* EXERCISE BRIEF: Once a line is found to contain "first", copy it out of the listing.

Start of Block

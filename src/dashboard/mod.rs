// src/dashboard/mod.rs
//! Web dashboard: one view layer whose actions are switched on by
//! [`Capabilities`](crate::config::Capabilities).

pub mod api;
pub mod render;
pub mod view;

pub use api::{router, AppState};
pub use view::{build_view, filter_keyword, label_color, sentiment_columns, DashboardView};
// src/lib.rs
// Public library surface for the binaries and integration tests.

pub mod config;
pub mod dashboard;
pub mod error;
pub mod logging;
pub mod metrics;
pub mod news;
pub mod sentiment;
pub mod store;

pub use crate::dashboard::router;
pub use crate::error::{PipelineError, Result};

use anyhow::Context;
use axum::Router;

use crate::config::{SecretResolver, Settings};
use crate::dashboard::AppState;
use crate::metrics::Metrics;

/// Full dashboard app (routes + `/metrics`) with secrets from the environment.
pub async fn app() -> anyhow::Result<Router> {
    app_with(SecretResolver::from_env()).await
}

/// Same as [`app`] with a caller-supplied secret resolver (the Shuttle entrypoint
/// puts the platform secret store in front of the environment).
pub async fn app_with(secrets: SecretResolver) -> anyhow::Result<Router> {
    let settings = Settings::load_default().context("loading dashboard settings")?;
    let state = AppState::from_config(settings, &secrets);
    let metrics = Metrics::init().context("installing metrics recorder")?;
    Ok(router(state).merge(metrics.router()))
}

End of Block
Start of Block

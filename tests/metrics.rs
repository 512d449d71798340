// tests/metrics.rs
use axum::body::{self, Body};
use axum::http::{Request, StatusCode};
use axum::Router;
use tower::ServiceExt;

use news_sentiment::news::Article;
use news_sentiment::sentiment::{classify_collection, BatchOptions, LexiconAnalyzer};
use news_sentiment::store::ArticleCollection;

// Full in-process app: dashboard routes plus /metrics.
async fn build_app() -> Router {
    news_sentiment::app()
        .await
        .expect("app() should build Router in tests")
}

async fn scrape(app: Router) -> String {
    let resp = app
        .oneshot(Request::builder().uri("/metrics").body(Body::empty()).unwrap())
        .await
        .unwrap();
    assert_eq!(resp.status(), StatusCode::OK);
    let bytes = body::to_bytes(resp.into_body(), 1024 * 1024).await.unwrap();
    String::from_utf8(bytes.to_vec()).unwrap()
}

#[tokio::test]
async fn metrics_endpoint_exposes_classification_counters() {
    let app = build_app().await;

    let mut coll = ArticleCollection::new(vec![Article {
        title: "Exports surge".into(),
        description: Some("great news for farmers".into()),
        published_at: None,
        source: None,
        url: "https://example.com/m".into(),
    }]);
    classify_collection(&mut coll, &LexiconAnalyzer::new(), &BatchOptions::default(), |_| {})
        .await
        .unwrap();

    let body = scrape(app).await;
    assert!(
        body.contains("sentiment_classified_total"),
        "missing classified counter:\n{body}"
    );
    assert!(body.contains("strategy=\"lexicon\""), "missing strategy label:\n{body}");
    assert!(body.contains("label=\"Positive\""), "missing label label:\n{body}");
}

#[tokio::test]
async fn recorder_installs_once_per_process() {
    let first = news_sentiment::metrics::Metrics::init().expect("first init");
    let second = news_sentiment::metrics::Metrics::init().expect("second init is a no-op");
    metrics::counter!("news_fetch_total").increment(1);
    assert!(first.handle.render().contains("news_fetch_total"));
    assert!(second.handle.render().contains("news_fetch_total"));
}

End of Block
Start of Block

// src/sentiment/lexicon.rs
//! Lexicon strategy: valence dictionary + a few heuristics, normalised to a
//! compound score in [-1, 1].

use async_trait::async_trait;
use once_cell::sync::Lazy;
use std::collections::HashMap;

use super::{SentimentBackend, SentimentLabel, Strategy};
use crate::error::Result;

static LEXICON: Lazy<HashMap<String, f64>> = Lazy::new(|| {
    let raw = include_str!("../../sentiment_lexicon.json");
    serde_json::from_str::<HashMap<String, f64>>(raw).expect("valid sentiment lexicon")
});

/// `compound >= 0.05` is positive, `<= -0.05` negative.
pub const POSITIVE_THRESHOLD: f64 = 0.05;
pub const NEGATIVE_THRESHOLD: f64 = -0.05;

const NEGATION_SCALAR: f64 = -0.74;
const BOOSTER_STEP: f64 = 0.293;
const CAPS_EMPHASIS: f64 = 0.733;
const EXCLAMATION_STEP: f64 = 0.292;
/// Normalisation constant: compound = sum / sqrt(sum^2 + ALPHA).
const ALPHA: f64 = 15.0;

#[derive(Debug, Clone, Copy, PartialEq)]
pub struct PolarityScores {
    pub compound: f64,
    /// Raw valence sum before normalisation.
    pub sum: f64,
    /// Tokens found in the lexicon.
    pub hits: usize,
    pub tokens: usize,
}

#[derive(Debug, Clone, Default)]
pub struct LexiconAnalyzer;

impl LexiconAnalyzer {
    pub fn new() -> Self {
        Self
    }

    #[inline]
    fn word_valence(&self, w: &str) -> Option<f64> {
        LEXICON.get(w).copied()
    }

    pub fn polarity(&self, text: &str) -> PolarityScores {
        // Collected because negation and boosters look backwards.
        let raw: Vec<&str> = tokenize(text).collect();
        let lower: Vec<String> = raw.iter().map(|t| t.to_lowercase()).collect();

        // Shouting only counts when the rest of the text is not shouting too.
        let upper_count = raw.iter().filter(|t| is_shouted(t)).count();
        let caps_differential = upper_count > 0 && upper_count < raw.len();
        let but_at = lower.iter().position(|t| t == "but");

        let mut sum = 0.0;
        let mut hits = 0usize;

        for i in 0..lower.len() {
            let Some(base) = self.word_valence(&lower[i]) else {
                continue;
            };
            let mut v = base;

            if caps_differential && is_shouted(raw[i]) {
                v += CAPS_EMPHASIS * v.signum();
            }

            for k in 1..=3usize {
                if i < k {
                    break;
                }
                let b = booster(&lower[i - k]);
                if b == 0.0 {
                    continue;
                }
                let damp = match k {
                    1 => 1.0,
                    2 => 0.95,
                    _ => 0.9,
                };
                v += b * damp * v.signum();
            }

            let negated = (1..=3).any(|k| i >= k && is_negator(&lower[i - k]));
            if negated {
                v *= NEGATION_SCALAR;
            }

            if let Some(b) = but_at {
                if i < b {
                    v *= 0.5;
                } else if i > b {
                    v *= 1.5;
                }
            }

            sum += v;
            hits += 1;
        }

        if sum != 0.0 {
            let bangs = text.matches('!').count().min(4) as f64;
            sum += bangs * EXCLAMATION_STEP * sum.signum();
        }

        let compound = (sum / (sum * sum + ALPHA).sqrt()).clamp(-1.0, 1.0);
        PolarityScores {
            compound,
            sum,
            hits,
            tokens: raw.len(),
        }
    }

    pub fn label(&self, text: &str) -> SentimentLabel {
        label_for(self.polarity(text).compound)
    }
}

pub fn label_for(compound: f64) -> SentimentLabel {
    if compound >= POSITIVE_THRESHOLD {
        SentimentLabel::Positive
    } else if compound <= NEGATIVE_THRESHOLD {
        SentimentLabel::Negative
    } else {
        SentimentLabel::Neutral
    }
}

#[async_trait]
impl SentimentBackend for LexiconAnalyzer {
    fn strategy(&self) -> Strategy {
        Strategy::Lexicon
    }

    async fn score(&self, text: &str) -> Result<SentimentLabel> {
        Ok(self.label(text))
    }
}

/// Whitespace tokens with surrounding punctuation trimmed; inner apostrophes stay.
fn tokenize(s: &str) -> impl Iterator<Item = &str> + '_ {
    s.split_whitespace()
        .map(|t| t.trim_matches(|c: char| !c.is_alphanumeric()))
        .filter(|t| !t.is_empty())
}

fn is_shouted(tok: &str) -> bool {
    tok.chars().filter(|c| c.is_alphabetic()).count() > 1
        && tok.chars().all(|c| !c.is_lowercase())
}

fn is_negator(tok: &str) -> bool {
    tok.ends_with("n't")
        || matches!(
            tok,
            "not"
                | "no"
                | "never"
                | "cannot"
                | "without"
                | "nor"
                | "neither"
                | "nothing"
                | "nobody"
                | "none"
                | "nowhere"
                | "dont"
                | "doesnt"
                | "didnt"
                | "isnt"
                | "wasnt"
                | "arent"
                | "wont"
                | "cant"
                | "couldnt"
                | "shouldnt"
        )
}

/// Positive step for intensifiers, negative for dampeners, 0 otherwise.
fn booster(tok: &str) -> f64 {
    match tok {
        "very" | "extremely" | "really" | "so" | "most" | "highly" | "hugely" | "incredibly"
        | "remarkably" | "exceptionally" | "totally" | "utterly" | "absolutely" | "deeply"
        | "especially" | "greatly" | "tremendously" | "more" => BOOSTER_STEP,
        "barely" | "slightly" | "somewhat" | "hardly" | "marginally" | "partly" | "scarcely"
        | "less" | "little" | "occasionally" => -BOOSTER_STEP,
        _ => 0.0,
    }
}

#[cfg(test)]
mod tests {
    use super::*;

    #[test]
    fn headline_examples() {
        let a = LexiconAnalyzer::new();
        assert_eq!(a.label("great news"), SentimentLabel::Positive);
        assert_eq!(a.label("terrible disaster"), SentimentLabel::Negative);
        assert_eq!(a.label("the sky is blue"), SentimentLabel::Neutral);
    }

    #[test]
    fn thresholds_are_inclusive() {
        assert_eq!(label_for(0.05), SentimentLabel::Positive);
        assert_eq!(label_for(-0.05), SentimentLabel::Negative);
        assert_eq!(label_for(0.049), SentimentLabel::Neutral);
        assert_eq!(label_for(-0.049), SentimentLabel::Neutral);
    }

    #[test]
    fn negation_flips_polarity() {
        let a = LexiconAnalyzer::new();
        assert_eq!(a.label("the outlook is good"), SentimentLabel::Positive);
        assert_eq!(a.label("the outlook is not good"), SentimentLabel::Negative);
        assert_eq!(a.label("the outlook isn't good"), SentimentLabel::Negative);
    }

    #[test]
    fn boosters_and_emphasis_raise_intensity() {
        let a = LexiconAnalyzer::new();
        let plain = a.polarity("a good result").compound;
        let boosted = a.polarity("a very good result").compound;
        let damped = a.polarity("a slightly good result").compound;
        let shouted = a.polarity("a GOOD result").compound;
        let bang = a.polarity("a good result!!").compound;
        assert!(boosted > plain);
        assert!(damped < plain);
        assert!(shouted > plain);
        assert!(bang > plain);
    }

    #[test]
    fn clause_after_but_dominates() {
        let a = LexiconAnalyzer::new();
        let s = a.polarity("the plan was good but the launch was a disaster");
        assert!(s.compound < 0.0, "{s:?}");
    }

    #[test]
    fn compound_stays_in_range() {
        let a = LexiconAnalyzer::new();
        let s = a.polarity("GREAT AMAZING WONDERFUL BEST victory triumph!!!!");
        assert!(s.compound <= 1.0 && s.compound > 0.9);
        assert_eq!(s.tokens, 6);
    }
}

End of Block

* FINISHED EXERCISE:
    let first = news_sentiment::metrics::Metrics::init().expect("first init");
    assert!(first.handle.render().contains("news_fetch_total"));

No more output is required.